Mais, souligne l'étude, on peut aller plus loin encore  avec les plateformes digitales. "Cette démarche généralisée à une filière complète met les petits agriculteurs au cœur du dispositif." Selon les projections de BearingPoint, "en appliquant le modèle de plateforme pour les productions vivrières sur toute l’Afrique à horizon 2050, l’agriculture pourrait devenir le nouvel or vert, avec presque € 400 milliards de contribution au PIB africain, loin devant la contribution au PIB du pétrole actuellement à € 280 milliards pour un baril à € 80 ."
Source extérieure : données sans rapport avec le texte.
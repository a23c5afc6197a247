//! Game state and core simulation types

use glam::Vec2;
use rand::SeedableRng;
use rand_pcg::Pcg32;
use serde::{Deserialize, Serialize};

use super::actions::{Action, ActionKey, Command, Scheduler};
use super::collision::Aabb;
use super::hud::Hud;
use super::path::{BezierPath, scripted_curve};
use super::starfield::Starfield;
use super::tick::TouchId;
use super::world::{Entity, EntityId, EntityKind, World};
use crate::audio::SoundEffect;
use crate::consts::*;
use crate::settings::Settings;

/// Macro state of a run
#[derive(Debug, Clone, Copy, PartialEq, Eq, Serialize, Deserialize)]
pub enum GamePhase {
    Running,
    /// Ship destroyed; terminal
    Ended,
}

/// Shield opacity for a health level: 0, 25, 50, 75, 100%
pub fn shield_alpha_for(health: u8) -> f32 {
    match health {
        0 => 0.0,
        1 => 0.25,
        2 => 0.5,
        3 => 0.75,
        _ => 1.0,
    }
}

/// The player's ship. Its shield ring is drawn centred on `pos`.
#[derive(Debug, Clone, Serialize, Deserialize)]
pub struct Ship {
    pub pos: Vec2,
    pub size: Vec2,
    /// Shield strength in [0, MAX_HEALTH]
    pub health: u8,
    /// Seconds between torpedo launches
    pub fire_rate: f64,
    pub shield_alpha: f32,
}

impl Ship {
    pub fn new(pos: Vec2) -> Self {
        Self {
            pos,
            size: Vec2::splat(SHIP_SIZE),
            health: STARTING_HEALTH,
            fire_rate: DEFAULT_FIRE_RATE,
            shield_alpha: shield_alpha_for(STARTING_HEALTH),
        }
    }

    pub fn bounds(&self) -> Aabb {
        Aabb::from_center(self.pos, self.size)
    }

    /// Seek toward `target` at ship speed. Returns whether the ship moved.
    ///
    /// Inside the dead-zone the ship holds still; a step never carries it
    /// past the target.
    pub fn move_toward(&mut self, target: Vec2, dt: f32) -> bool {
        let remaining = self.pos.distance(target);
        if remaining <= SHIP_DEAD_ZONE {
            return false;
        }
        let step = (SHIP_SPEED * dt.max(0.0)).min(remaining);
        let angle = crate::heading(self.pos, target);
        self.pos += crate::direction(angle) * step;
        true
    }

    pub fn update_shield(&mut self) {
        self.shield_alpha = shield_alpha_for(self.health);
    }

    /// Lose one shield level; callers check for zero health first
    pub fn absorb_hit(&mut self) {
        debug_assert!(self.health > 0, "a ship without shields cannot absorb a hit");
        self.health = self.health.saturating_sub(1);
    }

    pub fn restore_health(&mut self) {
        self.health = MAX_HEALTH;
    }
}

#[derive(Debug, Clone, Copy, PartialEq, Eq, Serialize, Deserialize)]
pub enum ExplosionKind {
    Ship,
    Obstacle,
}

/// A fire-and-forget particle burst: emits for a short window, then lingers
/// while its particles die out
#[derive(Debug, Clone, Serialize, Deserialize)]
pub struct Explosion {
    pub kind: ExplosionKind,
    pub pos: Vec2,
    pub emitting: f64,
    pub remaining: f64,
}

impl Explosion {
    pub fn new(kind: ExplosionKind, pos: Vec2) -> Self {
        let (emit, lifetime) = match kind {
            ExplosionKind::Ship => (SHIP_EXPLOSION_EMIT, SHIP_EXPLOSION_LIFETIME),
            ExplosionKind::Obstacle => (OBSTACLE_EXPLOSION_EMIT, OBSTACLE_EXPLOSION_LIFETIME),
        };
        Self {
            kind,
            pos,
            emitting: emit,
            remaining: emit + lifetime,
        }
    }

    pub fn is_emitting(&self) -> bool {
        self.emitting > 0.0
    }

    /// Returns false once fully burned out
    pub fn advance(&mut self, dt: f64) -> bool {
        self.emitting = (self.emitting - dt).max(0.0);
        self.remaining -= dt;
        self.remaining > 0.0
    }
}

/// Notifications for the host (audio, particles, analytics), drained each frame
#[derive(Debug, Clone, PartialEq)]
pub enum GameEvent {
    Sound(SoundEffect),
    Explosion { kind: ExplosionKind, pos: Vec2 },
    Spawned { id: EntityId, kind: EntityKind },
    TorpedoFired { id: EntityId },
    ObstacleDestroyed { id: EntityId, points: u64 },
    PowerUpCollected,
    HealthRestored,
    ShipHit { health: u8 },
    ShipDestroyed { pos: Vec2 },
}

/// Complete game state
#[derive(Debug, Clone)]
pub struct GameState {
    pub width: f32,
    pub height: f32,
    pub seed: u64,
    pub(crate) rng: Pcg32,
    pub phase: GamePhase,
    /// Seconds of play since the first frame
    pub time: f64,
    pub frame: u64,
    /// Host timestamp of the previous frame (`None` before the first)
    pub last_update_time: Option<f64>,
    /// Host timestamp of the last torpedo launch
    pub last_shot_time: Option<f64>,
    /// `None` once destroyed
    pub ship: Option<Ship>,
    /// Contact currently steering the ship
    pub ship_touch: Option<TouchId>,
    pub world: World,
    pub actions: Scheduler,
    pub hud: Hud,
    pub curve: BezierPath,
    pub explosions: Vec<Explosion>,
    pub starfield: Option<Starfield>,
    pub events: Vec<GameEvent>,
}

impl GameState {
    /// Start a run on a `width` × `height` screen
    pub fn new(width: f32, height: f32, seed: u64) -> Self {
        let width = width.max(0.0);
        let height = height.max(0.0);

        let mut state = Self {
            width,
            height,
            seed,
            rng: Pcg32::seed_from_u64(seed),
            phase: GamePhase::Running,
            time: 0.0,
            frame: 0,
            last_update_time: None,
            last_shot_time: None,
            ship: Some(Ship::new(Vec2::new(width / 2.0, height / 2.0))),
            ship_touch: None,
            world: World::new(),
            actions: Scheduler::new(),
            hud: Hud::new(STARTING_HEALTH),
            curve: scripted_curve(height),
            explosions: Vec::new(),
            starfield: None,
            events: Vec::new(),
        };

        state.hud.start_game(&mut state.actions);
        state.emit(GameEvent::Sound(SoundEffect::Intro));
        log::info!("New game: {}x{} screen, seed {}", width, height, seed);
        state
    }

    pub fn from_settings(settings: &Settings) -> Self {
        let mut state = Self::new(settings.screen_width, settings.screen_height, settings.seed);
        if settings.starfield {
            state.starfield = Some(Starfield::new(settings.seed, state.width, state.height));
        }
        state
    }

    pub fn is_running(&self) -> bool {
        self.phase == GamePhase::Running
    }

    pub fn score(&self) -> u64 {
        self.hud.score
    }

    pub fn emit(&mut self, event: GameEvent) {
        self.events.push(event);
    }

    /// Take all events queued since the last drain
    pub fn drain_events(&mut self) -> Vec<GameEvent> {
        std::mem::take(&mut self.events)
    }

    /// Add an entity and schedule its removal when its motion completes
    pub fn spawn(&mut self, entity: Entity) -> EntityId {
        let kind = entity.kind;
        let duration = entity.duration;
        let id = self.world.add(entity);
        self.actions.run_keyed(
            ActionKey::Expire(id),
            Action::sequence(vec![Action::wait(duration), Action::run(Command::Despawn(id))]),
        );
        self.emit(GameEvent::Spawned { id, kind });
        log::debug!("Spawned {:?} {:?}", kind, id);
        id
    }

    /// Remove an entity and its expiry timer. Safe to call on a removed id.
    pub fn despawn(&mut self, id: EntityId) -> Option<Entity> {
        let entity = self.world.remove(id)?;
        self.actions.cancel(ActionKey::Expire(id));
        Some(entity)
    }

    /// Start a particle burst at `pos`
    pub fn explode(&mut self, kind: ExplosionKind, pos: Vec2) {
        self.explosions.push(Explosion::new(kind, pos));
        self.emit(GameEvent::Explosion { kind, pos });
    }

    /// Remove the ship and end the run
    pub fn destroy_ship(&mut self) {
        let Some(ship) = self.ship.take() else {
            return;
        };

        self.ship_touch = None;
        self.actions.cancel(ActionKey::PowerDown);
        self.emit(GameEvent::Sound(SoundEffect::ShipExplode));
        self.explode(ExplosionKind::Ship, ship.pos);
        self.hud.end_game(&mut self.actions);
        self.phase = GamePhase::Ended;
        self.emit(GameEvent::ShipDestroyed { pos: ship.pos });
        log::info!(
            "Game over: score {}, survived {:.1}s",
            self.hud.score,
            self.time
        );
    }
}

#[cfg(test)]
mod tests {
    use super::*;
    use crate::sim::world::Motion;

    #[test]
    fn test_new_game() {
        let state = GameState::new(400.0, 800.0, 1);
        let ship = state.ship.as_ref().expect("ship spawned");
        assert_eq!(ship.pos, Vec2::new(200.0, 400.0));
        assert_eq!(ship.health, STARTING_HEALTH);
        assert_eq!(ship.fire_rate, DEFAULT_FIRE_RATE);
        assert_eq!(state.phase, GamePhase::Running);
        assert!(state.actions.is_running(ActionKey::ElapsedTimer));
        assert_eq!(state.events, vec![GameEvent::Sound(SoundEffect::Intro)]);
    }

    #[test]
    fn test_shield_steps() {
        let alphas: Vec<f32> = (0..=4).map(shield_alpha_for).collect();
        assert_eq!(alphas, vec![0.0, 0.25, 0.5, 0.75, 1.0]);
    }

    #[test]
    fn test_move_toward_dead_zone() {
        let mut ship = Ship::new(Vec2::ZERO);
        assert!(!ship.move_toward(Vec2::new(3.0, 0.0), 1.0));
        assert_eq!(ship.pos, Vec2::ZERO);

        assert!(ship.move_toward(Vec2::new(100.0, 0.0), 0.1));
        assert!((ship.pos.x - 30.0).abs() < 1e-4);
        assert!(ship.pos.y.abs() < 1e-4);
    }

    #[test]
    fn test_move_toward_never_overshoots() {
        let mut ship = Ship::new(Vec2::ZERO);
        ship.move_toward(Vec2::new(10.0, 10.0), 5.0);
        assert!((ship.pos - Vec2::new(10.0, 10.0)).length() < 1e-4);
    }

    #[test]
    fn test_spawn_and_despawn_cancel_expiry() {
        let mut state = GameState::new(400.0, 800.0, 1);
        let id = state.world.next_id();
        let entity = Entity::new(id, EntityKind::Asteroid, Vec2::ZERO, Vec2::splat(20.0))
            .with_motion(
                Motion::Linear {
                    start: Vec2::ZERO,
                    end: Vec2::new(0.0, -10.0),
                },
                3.0,
            );
        state.spawn(entity);
        assert!(state.actions.is_running(ActionKey::Expire(id)));

        assert!(state.despawn(id).is_some());
        assert!(!state.actions.is_running(ActionKey::Expire(id)));
        assert!(state.despawn(id).is_none());
    }

    #[test]
    fn test_destroy_ship_ends_game_once() {
        let mut state = GameState::new(400.0, 800.0, 1);
        state.drain_events();
        state.destroy_ship();
        state.destroy_ship();

        assert_eq!(state.phase, GamePhase::Ended);
        assert!(state.ship.is_none());
        assert_eq!(state.explosions.len(), 1);
        assert!(!state.actions.is_running(ActionKey::ElapsedTimer));
        let destroyed = state
            .drain_events()
            .into_iter()
            .filter(|e| matches!(e, GameEvent::ShipDestroyed { .. }))
            .count();
        assert_eq!(destroyed, 1);
    }

    #[test]
    fn test_explosion_burns_out() {
        let mut e = Explosion::new(ExplosionKind::Obstacle, Vec2::ZERO);
        assert!(e.is_emitting());
        assert!(e.advance(0.2));
        assert!(!e.is_emitting());
        assert!(!e.advance(1.0));
    }
}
Et le cabinet de conseil de décliner les critères auxquels doivent remplir la plateforme pour assurer son succès. Parmi ceux-ci, il s'agit d'accompagner, de conseiller et de former les petits agriculteurs et les transformateurs, elle doit être rentable et représenter une opportunité économique pour l’opérateur qui en assurera l’investissement et la gestion, elle doit proposer une application digitale extrêmement simple à utiliser par les premiers maillons de la chaîne de valeur (agriculteurs, chefs de villages, chefs de coopérative, collecteurs, premiers transformateurs, …). "Cette application doit même être développée de telle sorte qu’elle n’ait pas à être utilisée par les agriculteurs familiaux eux-mêmes, même s’ils peuvent en bénéficier indirectement au travers des informations qui leur sont transmises depuis cette application via leur utilisateur, comme les conseillers agricoles."

Surtout, "le modèle d’économie de plateforme dans l’agriculture vivrière ne peut fonctionner que s’il permet de faire remonter des données suffisamment nombreuses pour être exploitées par l’opérateur de la plateforme, les conseillers agricoles, l’Etat et le secteur privé."